That there are still discernible echoes of Angola in South Carolina – including traces of the Kimbundu language – is in itself significant. The people living here are directly descended from Angolan slaves and not much has happened to dilute their gene pool. The survival of Gullah culture testifies to the remarkable endurance of the colour line in states like South Carolina. By contrast, Angolans who were sent to South America had a significantly better chance of escaping from the prison of enslavement – sometimes literally, in the case of the fugitives from Pernambuco who founded their own independent colony of Quilombo, also known as Little Angola, in Palmares, deep in the jungle of the north-east Brazilian state of Alagoas. At its height, this little kingdom had a population of more than 10,000 and an elected chief, the ‘Ganga Zumba’. Established in the early 1600s, it was not conquered by Portuguese forces until 1694. The fate of ‘Gullah’ Jack Pritchard, an Angolan slave who planned to launch an uprising against the
buckra
(whites) in Charleston in 1822, was very different. He was hanged. Ironically, the Land of the Free looked like being, for around a fifth of its population, the Land of the Permanently Unfree. North of the Rio Grande, slavery had become hereditary.

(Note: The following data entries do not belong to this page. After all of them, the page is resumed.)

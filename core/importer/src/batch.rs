//! FILENAME: core/importer/src/batch.rs
//! PURPOSE: Drives the per-file extraction pipeline and the single registry
//! merge at the end of a batch.
//! CONTEXT: Files are processed strictly in the order supplied. Per-file
//! problems degrade to SKIP/WARN entries and processing continues; registry
//! problems abort the run before anything is written. The registry is read
//! once and rewritten at most once.

use crate::capacity::has_capacity;
use crate::categories::{extract_category_pairs, CategoryGroupPair};
use crate::error::ImportError;
use crate::fields::extract_form_fields;
use crate::registry::Registry;
use crate::report::LogEntry;
use crate::store::WorkbookStore;
use crate::{SHEET_CAPACITY, SHEET_CATEGORIES, SHEET_FORM, SHEET_REGISTRY};
use log::debug;
use std::path::{Path, PathBuf};

/// Filenames starting with this word are assumed to be the registry itself
/// and are never imported.
const REGISTRY_NAME_PREFIX: &str = "реестр";

/// Outcome of one batch run: the structured log, the registry location when
/// it was rewritten, and the number of rows merged in.
#[derive(Debug)]
pub struct ImportReport {
    pub entries: Vec<LogEntry>,
    pub updated_registry: Option<PathBuf>,
    pub rows_added: usize,
}

/// Imports every questionnaire in `files` into the registry at
/// `registry_path`. The registry is rewritten once at the end, and only
/// when at least one row was generated.
pub fn run_import<S: WorkbookStore>(
    store: &S,
    files: &[PathBuf],
    registry_path: &Path,
    fallback_groups: &[String],
) -> Result<ImportReport, ImportError> {
    let registry_grid = store.read_sheet(registry_path, SHEET_REGISTRY)?;
    let mut registry = Registry::from_grid(&registry_grid)?;

    let mut entries = Vec::new();

    for file in files {
        let name = file_name(file);

        if !has_xlsx_extension(file) {
            entries.push(LogEntry::skip(&name, "не .xlsx"));
            continue;
        }
        if name.to_lowercase().starts_with(REGISTRY_NAME_PREFIX) {
            entries.push(LogEntry::skip(&name, "похоже на реестр, пропускаю"));
            continue;
        }

        // A questionnaire without a readable form sheet yields no row at
        // all; the other two sheets are optional.
        let fields = match store.read_sheet(file, SHEET_FORM) {
            Ok(grid) => extract_form_fields(&grid),
            Err(e) => {
                entries.push(LogEntry::warn(&name, format!("ошибка чтения анкеты: {}", e)));
                continue;
            }
        };

        let mut pairs = match store.read_sheet(file, SHEET_CATEGORIES) {
            Ok(grid) => extract_category_pairs(&grid, fallback_groups),
            Err(e) => {
                entries.push(LogEntry::warn(&name, format!("ошибка чтения ТК/ТГ: {}", e)));
                Vec::new()
            }
        };
        if pairs.is_empty() {
            pairs.push(CategoryGroupPair::empty());
        }

        let warehouse = store
            .read_sheet(file, SHEET_CAPACITY)
            .map(|grid| has_capacity(&grid))
            .unwrap_or(false);

        for pair in &pairs {
            registry.append_entry(&fields, pair, warehouse);
        }
        debug!("{}: {} pair(s), warehouse={}", name, pairs.len(), warehouse);
        entries.push(LogEntry::ok(&name, format!("строк добавлено — {}", pairs.len())));
    }

    let rows_added = registry.appended_rows();
    if rows_added == 0 {
        entries.push(LogEntry::note("Новые строки не добавлены."));
        return Ok(ImportReport {
            entries,
            updated_registry: None,
            rows_added: 0,
        });
    }

    store.write_sheet(registry_path, SHEET_REGISTRY, &registry.into_grid())?;
    entries.push(LogEntry::note(format!(
        "Готово: обновлён файл {}",
        registry_path.display()
    )));

    Ok(ImportReport {
        entries,
        updated_registry: Some(registry_path.to_path_buf()),
        rows_added,
    })
}

fn file_name(path: &Path) -> String {
    path.file_name()
        .map(|name| name.to_string_lossy().into_owned())
        .unwrap_or_else(|| path.display().to_string())
}

fn has_xlsx_extension(path: &Path) -> bool {
    path.extension()
        .and_then(|ext| ext.to_str())
        .map(|ext| ext.eq_ignore_ascii_case("xlsx"))
        .unwrap_or(false)
}
//! FILENAME: core/persistence/src/error.rs

use thiserror::Error;

#[derive(Error, Debug)]
pub enum PersistenceError {
    #[error("IO error: {0}")]
    Io(#[from] std::io::Error),

    #[error("XLSX write error: {0}")]
    XlsxWrite(#[from] rust_xlsxwriter::XlsxError),

    #[error("XLSX read error: {0}")]
    XlsxRead(#[from] calamine::XlsxError),

    #[error("Invalid file format: {0}")]
    InvalidFormat(String),

    #[error("Sheet not found: {0}")]
    SheetNotFound(String),
}
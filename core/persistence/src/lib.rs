//! FILENAME: core/persistence/src/lib.rs
//! Persistence Module
//!
//! Handles reading and writing workbook sheets as value grids in XLSX
//! format. The importer addresses sheets by name and rewrites exactly one,
//! so the API is sheet-oriented rather than workbook-oriented.

mod error;
mod xlsx_reader;
mod xlsx_writer;

pub use error::PersistenceError;
pub use xlsx_reader::load_sheet;
pub use xlsx_writer::save_sheet;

In the end, of course, the anomaly of slavery in a supposedly free society could only be resolved by war between the pro-slavery states of the South and the anti-slavery states of the North. Only British naval intervention on the side of the Confederacy could have defeated the upholders of the Union and that was never very likely. Yet, although the Civil War ended slavery, many Americans continued to believe for
more than a century that they owed their prosperity to the dividing line between white and black. As early as the 1820s, Edward Everett would write in
North American Review
:
We have no concern with South America; we have no sympathy, we can have no well founded political sympathy with them.

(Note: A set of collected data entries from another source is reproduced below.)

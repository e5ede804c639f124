//! FILENAME: core/engine/src/grid.rs
//! PURPOSE: Manages the collection of cells of one sheet (the value grid).
//! CONTEXT: This file defines the `Grid` struct which acts as the container
//! for one sheet's data. It uses a sparse storage strategy (HashMap) so
//! loosely filled questionnaire sheets cost only what they contain. Lookups
//! past the edge of the data return an empty value, never an error.

use std::collections::HashMap;

use crate::cell::CellValue;

/// A sheet read as a rectangular, possibly sparse grid of cell values.
/// Row and Col are 0-based indices.
#[derive(Debug, Clone, Default)]
pub struct Grid {
    /// Sparse storage: keys are (row, col), values are cell values.
    pub cells: HashMap<(u32, u32), CellValue>,

    /// Tracks the highest row index currently in use.
    pub max_row: u32,

    /// Tracks the highest column index currently in use.
    pub max_col: u32,
}

impl Grid {
    /// Creates a new, empty Grid.
    pub fn new() -> Self {
        Grid {
            cells: HashMap::new(),
            max_row: 0,
            max_col: 0,
        }
    }

    /// Sets a cell at the specified coordinates.
    /// Empty values are not stored (sparse invariant).
    /// Updates max_row/max_col boundaries automatically.
    pub fn set_cell(&mut self, row: u32, col: u32, value: CellValue) {
        if value.is_empty() {
            return;
        }
        if row > self.max_row {
            self.max_row = row;
        }
        if col > self.max_col {
            self.max_col = col;
        }
        self.cells.insert((row, col), value);
    }

    /// Retrieves a reference to a cell at the specified coordinates.
    /// Returns None if the cell is empty (not stored).
    pub fn get_cell(&self, row: u32, col: u32) -> Option<&CellValue> {
        self.cells.get(&(row, col))
    }

    /// Missing-cell tolerant lookup: an out-of-range or blank position
    /// yields `CellValue::Empty`.
    pub fn value_at(&self, row: u32, col: u32) -> CellValue {
        self.cells
            .get(&(row, col))
            .cloned()
            .unwrap_or(CellValue::Empty)
    }

    /// Trimmed display text of the cell; empty string for missing cells.
    pub fn text_at(&self, row: u32, col: u32) -> String {
        match self.cells.get(&(row, col)) {
            Some(value) => value.display_value().trim().to_string(),
            None => String::new(),
        }
    }

    /// True when the position holds no value or only whitespace text.
    pub fn is_blank(&self, row: u32, col: u32) -> bool {
        match self.cells.get(&(row, col)) {
            None => true,
            Some(CellValue::Empty) => true,
            Some(CellValue::Text(s)) => s.trim().is_empty(),
            Some(_) => false,
        }
    }

    /// Number of rows in use; 0 for an empty grid.
    pub fn row_count(&self) -> u32 {
        if self.cells.is_empty() {
            0
        } else {
            self.max_row + 1
        }
    }

    /// Number of columns in use; 0 for an empty grid.
    pub fn col_count(&self) -> u32 {
        if self.cells.is_empty() {
            0
        } else {
            self.max_col + 1
        }
    }

    /// Dense snapshot of every row in order, each sized to the grid width.
    pub fn to_rows(&self) -> Vec<Vec<CellValue>> {
        let width = self.col_count() as usize;
        (0..self.row_count())
            .map(|row| {
                (0..width as u32)
                    .map(|col| self.value_at(row, col))
                    .collect()
            })
            .collect()
    }

    /// Rebuilds a grid from dense rows. Empty cells are not stored.
    pub fn from_rows(rows: Vec<Vec<CellValue>>) -> Self {
        let mut grid = Grid::new();
        for (row_idx, row) in rows.into_iter().enumerate() {
            for (col_idx, value) in row.into_iter().enumerate() {
                grid.set_cell(row_idx as u32, col_idx as u32, value);
            }
        }
        grid
    }
}
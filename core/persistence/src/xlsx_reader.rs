//! FILENAME: core/persistence/src/xlsx_reader.rs

use crate::PersistenceError;
use calamine::{open_workbook, Data, Reader, Xlsx};
use engine::{CellValue, Grid};
use std::path::Path;

/// Reads one named sheet of an XLSX workbook into a value grid.
/// Fails with `SheetNotFound` when the workbook has no sheet of that name.
pub fn load_sheet(path: &Path, sheet_name: &str) -> Result<Grid, PersistenceError> {
    let mut workbook: Xlsx<_> = open_workbook(path)?;

    if !workbook.sheet_names().iter().any(|name| name == sheet_name) {
        return Err(PersistenceError::SheetNotFound(sheet_name.to_string()));
    }

    let range = workbook
        .worksheet_range(sheet_name)
        .map_err(|e| PersistenceError::InvalidFormat(e.to_string()))?;

    // The range may not start at A1; offset so grid coordinates stay
    // absolute sheet coordinates (the capacity block B5:E29 depends on it).
    let (start_row, start_col) = range.start().unwrap_or((0, 0));

    let mut grid = Grid::new();
    for (row_idx, row) in range.rows().enumerate() {
        for (col_idx, cell) in row.iter().enumerate() {
            let value = match cell {
                Data::Empty => continue,
                Data::String(s) => CellValue::Text(s.clone()),
                Data::Float(f) => CellValue::Number(*f),
                Data::Int(i) => CellValue::Number(*i as f64),
                Data::Bool(b) => CellValue::Boolean(*b),
                Data::Error(e) => CellValue::Error(format!("{:?}", e)),
                Data::DateTime(dt) => CellValue::Number(dt.as_f64()),
                Data::DateTimeIso(s) => CellValue::Text(s.clone()),
                Data::DurationIso(s) => CellValue::Text(s.clone()),
            };

            grid.set_cell(start_row + row_idx as u32, start_col + col_idx as u32, value);
        }
    }

    Ok(grid)
}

We are sprung from different stocks …
Not all the treaties we could make, nor the commissioners we could send out, nor the money we could lend them, would transform their … Bolivars into Washingtons.
99
To a later generation of white supremacists, segregation was the key reason why the United States had prospered, while the ‘mongrel’ peoples of Latin America were mired in poverty (not to mention, in some cases, communism).
With the rallying cry ‘Segregation now! Segregation tomorrow! Segregation forever!’ Alabama Governor George Wallace put racial separateness at the heart of the American success story as recently as 1963, in his inaugural gubernatorial address:
This nation was never meant to be a unit of one … but a united of the many … that is the exact reason our freedom loving forefathers established the states, so as to divide the rights and powers among the states, insuring that no central power could gain master government control …

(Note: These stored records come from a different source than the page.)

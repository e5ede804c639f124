//! FILENAME: core/importer/src/categories.rs
//! PURPOSE: Detects which category/group rows are checked in the appendix
//! matrix sheet.
//! CONTEXT: The sheet is a table with a "mark with a checkmark" column.
//! Header wording and column positions drift between questionnaire
//! revisions, so the header row and the relevant columns are located by
//! substring. When no row is recognizably marked, a configured list of
//! group names is searched literally as a last resort.

use engine::{coord_to_a1, Grid};
use log::{debug, warn};
use std::collections::HashSet;

/// Header phrase identifying the mark column.
const MARK_HEADER: &str = "отметить галочкой";
/// Header fragment identifying the category column.
const CATEGORY_HEADER: &str = "категор";
/// Header fragments identifying the group column.
const GROUP_HEADERS: &[&str] = &["группа", "тг"];
/// Cell contents accepted as a set checkmark (compared lowercased, trimmed).
const TRUTHY_MARKS: &[&str] = &["x", "х", "✓", "да", "true", "1", "+", "y", "yes"];
/// Header discovery gives up after this many rows.
const HEADER_SCAN_ROWS: u32 = 20;

/// One checked (category, group) selection.
#[derive(Debug, Clone, Default, PartialEq, Eq, Hash)]
pub struct CategoryGroupPair {
    pub category: String,
    pub group: String,
}

impl CategoryGroupPair {
    pub fn new(category: impl Into<String>, group: impl Into<String>) -> Self {
        CategoryGroupPair {
            category: category.into(),
            group: group.into(),
        }
    }

    /// Placeholder pair used when a questionnaire has no readable selection.
    pub fn empty() -> Self {
        CategoryGroupPair::default()
    }
}

/// Extracts the checked (category, group) pairs from the matrix sheet, in
/// first-seen order, deduplicated, with empty-group pairs dropped. Yields
/// nothing (rather than failing) when the sheet has no recognizable header.
pub fn extract_category_pairs(grid: &Grid, fallback_groups: &[String]) -> Vec<CategoryGroupPair> {
    let mut result = Vec::new();

    if let Some((header_row, mark_col)) = find_mark_header(grid) {
        let category_col = find_header_col(grid, header_row, &[CATEGORY_HEADER]);
        let group_col = find_header_col(grid, header_row, GROUP_HEADERS);
        debug!(
            "category matrix header at {}: category col {:?}, group col {:?}",
            coord_to_a1((header_row, mark_col)),
            category_col,
            group_col
        );

        if let (Some(category_col), Some(group_col)) = (category_col, group_col) {
            for row in header_row + 1..grid.row_count() {
                let category = grid.text_at(row, category_col);
                let group = grid.text_at(row, group_col);
                if category.is_empty() && group.is_empty() {
                    continue;
                }
                let mark = grid.text_at(row, mark_col).to_lowercase();
                if TRUTHY_MARKS.contains(&mark.as_str()) {
                    result.push(CategoryGroupPair::new(category, group));
                }
            }
        }
    }

    if result.is_empty() && !fallback_groups.is_empty() {
        warn!(
            "no marked category rows; scanning for {} configured fallback group(s)",
            fallback_groups.len()
        );
        result = scan_fallback_groups(grid, fallback_groups);
    }

    result.retain(|pair| !pair.group.is_empty());
    dedup_pairs(result)
}

/// Finds the header row and mark column: the first row within the scan
/// window containing the mark-column phrase.
fn find_mark_header(grid: &Grid) -> Option<(u32, u32)> {
    let limit = grid.row_count().min(HEADER_SCAN_ROWS);
    for row in 0..limit {
        for col in 0..grid.col_count() {
            if grid.text_at(row, col).to_lowercase().contains(MARK_HEADER) {
                return Some((row, col));
            }
        }
    }
    None
}

/// First column of the header row whose text contains any fragment.
fn find_header_col(grid: &Grid, header_row: u32, fragments: &[&str]) -> Option<u32> {
    (0..grid.col_count()).find(|&col| {
        let text = grid.text_at(header_row, col).to_lowercase();
        fragments.iter().any(|fragment| text.contains(fragment))
    })
}

/// Last-resort detection: any cell equal to a configured group name becomes
/// a pair, with the cell to its left as the category guess.
fn scan_fallback_groups(grid: &Grid, fallback_groups: &[String]) -> Vec<CategoryGroupPair> {
    let mut result = Vec::new();
    for row in 0..grid.row_count() {
        for col in 0..grid.col_count() {
            let text = grid.text_at(row, col);
            if fallback_groups
                .iter()
                .any(|group| text.to_lowercase() == group.to_lowercase())
            {
                let category = if col > 0 {
                    grid.text_at(row, col - 1)
                } else {
                    String::new()
                };
                result.push(CategoryGroupPair::new(category, text));
            }
        }
    }
    result
}

/// Drops duplicate pairs, keeping first-seen order.
fn dedup_pairs(pairs: Vec<CategoryGroupPair>) -> Vec<CategoryGroupPair> {
    let mut seen = HashSet::new();
    pairs
        .into_iter()
        .filter(|pair| seen.insert(pair.clone()))
        .collect()
}

#[cfg(test)]
mod tests {
    use super::*;
    use engine::CellValue;

    fn matrix_grid(rows: &[&[&str]]) -> Grid {
        let mut grid = Grid::new();
        for (row, cells) in rows.iter().enumerate() {
            for (col, text) in cells.iter().enumerate() {
                if !text.is_empty() {
                    grid.set_cell(row as u32, col as u32, CellValue::from(*text));
                }
            }
        }
        grid
    }

    fn no_fallback() -> Vec<String> {
        Vec::new()
    }

    #[test]
    fn test_extracts_marked_rows() {
        let grid = matrix_grid(&[
            &["Приложение №1"],
            &["Товарная категория", "Товарная группа (ТГ)", "Отметить галочкой"],
            &["Бакалея", "Крупы", "x"],
            &["Бакалея", "Макароны", ""],
            &["Напитки", "Соки", "Х"],
        ]);

        let pairs = extract_category_pairs(&grid, &no_fallback());
        assert_eq!(
            pairs,
            vec![
                CategoryGroupPair::new("Бакалея", "Крупы"),
                CategoryGroupPair::new("Напитки", "Соки"),
            ]
        );
    }

    #[test]
    fn test_accepts_checkmark_vocabulary() {
        let grid = matrix_grid(&[
            &["Категория", "Группа", "Отметить галочкой"],
            &["А", "Г1", "✓"],
            &["А", "Г2", "да"],
            &["А", "Г3", "+"],
            &["А", "Г4", "1"],
            &["А", "Г5", "нет"],
        ]);

        let pairs = extract_category_pairs(&grid, &no_fallback());
        let groups: Vec<&str> = pairs.iter().map(|p| p.group.as_str()).collect();
        assert_eq!(groups, vec!["Г1", "Г2", "Г3", "Г4"]);
    }

    #[test]
    fn test_deduplicates_preserving_first_seen_order() {
        let grid = matrix_grid(&[
            &["Категория", "Группа", "Отметить галочкой"],
            &["Напитки", "Соки", "x"],
            &["Бакалея", "Крупы", "x"],
            &["Напитки", "Соки", "x"],
        ]);

        let pairs = extract_category_pairs(&grid, &no_fallback());
        assert_eq!(
            pairs,
            vec![
                CategoryGroupPair::new("Напитки", "Соки"),
                CategoryGroupPair::new("Бакалея", "Крупы"),
            ]
        );
    }

    #[test]
    fn test_no_header_yields_empty_result() {
        let grid = matrix_grid(&[
            &["Какая-то таблица", "без нужных колонок"],
            &["Бакалея", "Крупы", "x"],
        ]);

        assert!(extract_category_pairs(&grid, &no_fallback()).is_empty());
    }

    #[test]
    fn test_fallback_emits_pair_with_preceding_cell_as_category() {
        // Header exists but nothing is marked; the configured group name
        // appears elsewhere in the sheet.
        let grid = matrix_grid(&[
            &["Категория", "Группа", "Отметить галочкой"],
            &["Бакалея", "Крупы", ""],
            &["Напитки", "Beverages", ""],
        ]);
        let fallback = vec!["beverages".to_string()];

        let pairs = extract_category_pairs(&grid, &fallback);
        assert_eq!(pairs, vec![CategoryGroupPair::new("Напитки", "Beverages")]);
    }

    #[test]
    fn test_fallback_in_first_column_has_empty_category() {
        let grid = matrix_grid(&[&["Напитки"]]);
        let fallback = vec!["Напитки".to_string()];

        let pairs = extract_category_pairs(&grid, &fallback);
        assert_eq!(pairs, vec![CategoryGroupPair::new("", "Напитки")]);
    }

    #[test]
    fn test_marked_row_with_empty_group_is_dropped() {
        let grid = matrix_grid(&[
            &["Категория", "Группа", "Отметить галочкой"],
            &["Бакалея", "", "x"],
            &["Напитки", "Соки", "x"],
        ]);

        let pairs = extract_category_pairs(&grid, &no_fallback());
        assert_eq!(pairs, vec![CategoryGroupPair::new("Напитки", "Соки")]);
    }
}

And so it was meant in our racial lives … each race within its own framework has the freedom to teach … to instruct … to develop … to ask for and receive deserved help from others of separate racial stations. This is the great freedom of our American founding fathers … but if we amalgamate into the one unit as advocated by the communist philosophers … then the enrichment of our lives … the freedom for our development … is gone forever. We become, therefore, a mongrel unit of one under a single all powerful government … and we stand for everything … and for nothing.
Such arguments were far from unappealing at the time: 10 million voters (13.5 per cent of the total) voted for Wallace and his American Independent Party when he ran for the presidency in 1968.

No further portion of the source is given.